In this disheartening environment the Geisser/Sann family began to search for a place to live in Chicago. Out of necessity they spent their days consumed by real estate, surrounded by evidence of the housing crisis. Eventually they felt a need to react to the situation and began photographing foreclosed properties all over Chicago, ranging from homes worth a few thousand dollars to 3.5 million–dollar mansions. This endeavor resulted in their photographic work the real estate (2008–09), a series of sixty color photographs of vacated interior spaces. Geissler and Sann did not set out to create a social documentary project. Instead, they were interested in probing the concepts of home and ownership. Feeling somewhat displaced themselves as new arrivals to the United States, they began to reflect more deeply on what it means to be uprooted, and to explore the link between familiarity and feeling at home.
The tension between the familiarity and hominess of the houses Geissler and Sann were seeing and the unsettling feelings prompted by their emptiness, combined with the sense that the houses contained untold, anxiety–ridden stories inspired Geissler and Sann to record these spaces. Their photographs demonstrate how ordinary places can be at once familiar and foreign–how easily a homey environment can transmute into something threatening and strange.
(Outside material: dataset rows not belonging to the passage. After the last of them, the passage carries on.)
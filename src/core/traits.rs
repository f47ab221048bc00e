//! DI "Interfaces"

use crate::core::conversation::ConversationTurn;
use crate::core::envelope::Envelope;
use crate::core::error::{FlowError, SessionError};
use crate::core::model::{GenerateRequest, GenerateResponse};
use crate::core::router::BagLocation;
use crate::core::schemas::{
    ConversationalResponseInput, ConversationalResponseOutput, DiagnosticsInput,
    DiagnosticsOutput, InsightsInput, InsightsOutput, TextToSpeechInput, TextToSpeechOutput,
    VisualExplanationInput, VisualExplanationOutput,
};
use crate::core::session::{EmergencyConfirmation, SessionSnapshot, TurnOutcome};
use async_trait::async_trait;
use uuid::Uuid;

/// The upstream generative-AI provider.
#[async_trait]
pub trait GenerativeModel: Send + Sync {
    /// Performs a single completion. Implementations must not retry.
    async fn generate(&self, request: GenerateRequest) -> Result<GenerateResponse, FlowError>;
}

/// Server actions: one per flow, each returning an envelope and never an error.
#[async_trait]
pub trait ActionService: Send + Sync {
    async fn get_conversational_response(
        &self,
        input: ConversationalResponseInput,
    ) -> Envelope<ConversationalResponseOutput>;

    async fn get_diagnostics(&self, input: DiagnosticsInput) -> Envelope<DiagnosticsOutput>;

    async fn get_insights(&self, input: InsightsInput) -> Envelope<InsightsOutput>;

    async fn text_to_speech(&self, input: TextToSpeechInput) -> Envelope<TextToSpeechOutput>;

    async fn explain(&self, input: VisualExplanationInput) -> Envelope<VisualExplanationOutput>;
}

#[async_trait]
pub trait ChatService: Send + Sync {
    /// Starts a session with the greeting turn and the first equipment selected.
    async fn create_session(&self) -> Result<SessionSnapshot, SessionError>;

    async fn session(&self, session_id: Uuid) -> Result<SessionSnapshot, SessionError>;

    /// Destroys the session and its conversation.
    async fn end_session(&self, session_id: Uuid) -> Result<(), SessionError>;

    /// Runs one conversational turn.
    ///
    /// Returns `Err(SessionError::Busy)` if another turn of the same session is
    /// still in flight.
    async fn send_message(&self, session_id: Uuid, text: String)
    -> Result<TurnOutcome, SessionError>;

    async fn select_equipment(
        &self,
        session_id: Uuid,
        equipment_id: String,
    ) -> Result<SessionSnapshot, SessionError>;

    /// Reveals the (simulated) location of a smart bag after a fixed delay.
    ///
    /// Only valid while the find-bag dialog awaits an id. The session stays
    /// free for chat during the delay.
    async fn submit_bag_id(
        &self,
        session_id: Uuid,
        bag_id: String,
    ) -> Result<BagLocation, SessionError>;

    /// Confirms the pending recommended-part order.
    async fn confirm_order(&self, session_id: Uuid) -> Result<ConversationTurn, SessionError>;

    /// Dispatches an emergency drone. The order is dispatching at first and
    /// moves en route after the configured delay.
    async fn confirm_emergency(
        &self,
        session_id: Uuid,
    ) -> Result<EmergencyConfirmation, SessionError>;
}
Geissler and Sann install the real estate as a long row of images snaking through the gallery space and butting up against each other, separated only by thin white frames and occasionally the architecture of the viewing environment. The imagery is not arbitrarily placed. The artists connect the pictures based on compositional elements formed by architectural details in the spaces depicted. The line created by a floorboard, for example, might appear to connect to a line or a shape in the next image created by a door jam or a shadow, forming a V shape that straddles the two pictures and suppresses the interruption of the frame. This, in turn, can create the sensation of seeing new, illusionary rooms that are also able to provoke the uncanny. It also invites the viewer to link distinct spaces and different types of homes, a gesture that reflects the diversity and far–reaching effects of the economic crisis, to which no one socioeconomic group has been immune.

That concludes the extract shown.